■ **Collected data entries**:

>>>

//! # twocap-client
//!
//! Client for the 2captcha solving service.
//!
//! A solve goes through three steps:
//! - [`TwoCaptchaClient::create_task`] submits a [`TaskDescriptor`] and returns a [`Job`]
//! - [`TwoCaptchaClient::wait`] polls until the job is ready, rejected or out of time
//! - the caller reads [`Job::solution`], [`Job::cost`] and [`Job::solve_time`],
//!   or calls [`TwoCaptchaClient::report_bad`]
//!
//! ```no_run
//! use twocap_client::{poll_options, TaskDescriptor, TwoCaptchaClient};
//!
//! # async fn run() -> twocap_client::Result<()> {
//! let client = TwoCaptchaClient::new("api-key", true)?;
//! let task = TaskDescriptor::recaptcha_v2("6Le-site-key", "https://example.com/login");
//!
//! let mut job = client.create_task(&task).await?;
//! let solution = client.wait(&mut job, &poll_options(300, 5)).await?;
//! println!("{} cost {}", solution.token, solution.cost);
//! # Ok(())
//! # }
//! ```
//!
//! Each call runs to completion before returning; to solve several CAPTCHAs
//! at once, run one `wait` per job on separate tasks.

mod classifier;
mod client;
mod job;
mod queue_stats;
mod transport;

pub use classifier::{classify, parse_solution, Classification};
pub use client::{poll_options, TwoCaptchaClient};
pub use job::{Job, JobState, PollOptions};
pub use queue_stats::{extract, QueueStatsSource};
pub use transport::{Call, Endpoint, HttpTransport, MockTransport, Page, RetryPolicy, Transport};
pub use twocap_core::*;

<<<

Extract each record, keeping it identical to the original.

//! # twocap-client
//!
//! Client for the 2captcha solving service.
//!
//! A solve goes through three steps:
//! - [`TwoCaptchaClient::create_task`] submits a [`TaskDescriptor`] and returns a [`Job`]
//! - [`TwoCaptchaClient::wait`] polls until the job is ready, rejected or out of time
//! - the caller reads [`Job::solution`], [`Job::cost`] and [`Job::solve_time`],
//!   or calls [`TwoCaptchaClient::report_bad`]
//!
//! ```no_run
//! use twocap_client::{poll_options, TaskDescriptor, TwoCaptchaClient};
//!
//! # async fn run() -> twocap_client::Result<()> {
//! let client = TwoCaptchaClient::new("api-key", true)?;
//! let task = TaskDescriptor::recaptcha_v2("6Le-site-key", "https://example.com/login");
//!
//! let mut job = client.create_task(&task).await?;
//! let solution = client.wait(&mut job, &poll_options(300, 5)).await?;
//! println!("{} cost {}", solution.token, solution.cost);
//! # Ok(())
//! # }
//! ```
//!
//! Each call runs to completion before returning; to solve several CAPTCHAs
//! at once, run one `wait` per job on separate tasks.

mod classifier;
mod client;
mod job;
mod queue_stats;
mod transport;

pub use classifier::{classify, parse_solution, Classification};
pub use client::{poll_options, TwoCaptchaClient};
pub use job::{Job, JobState, PollOptions};
pub use queue_stats::{extract, QueueStatsSource};
pub use transport::{Call, Endpoint, HttpTransport, MockTransport, Page, RetryPolicy, Transport};
pub use twocap_core::*;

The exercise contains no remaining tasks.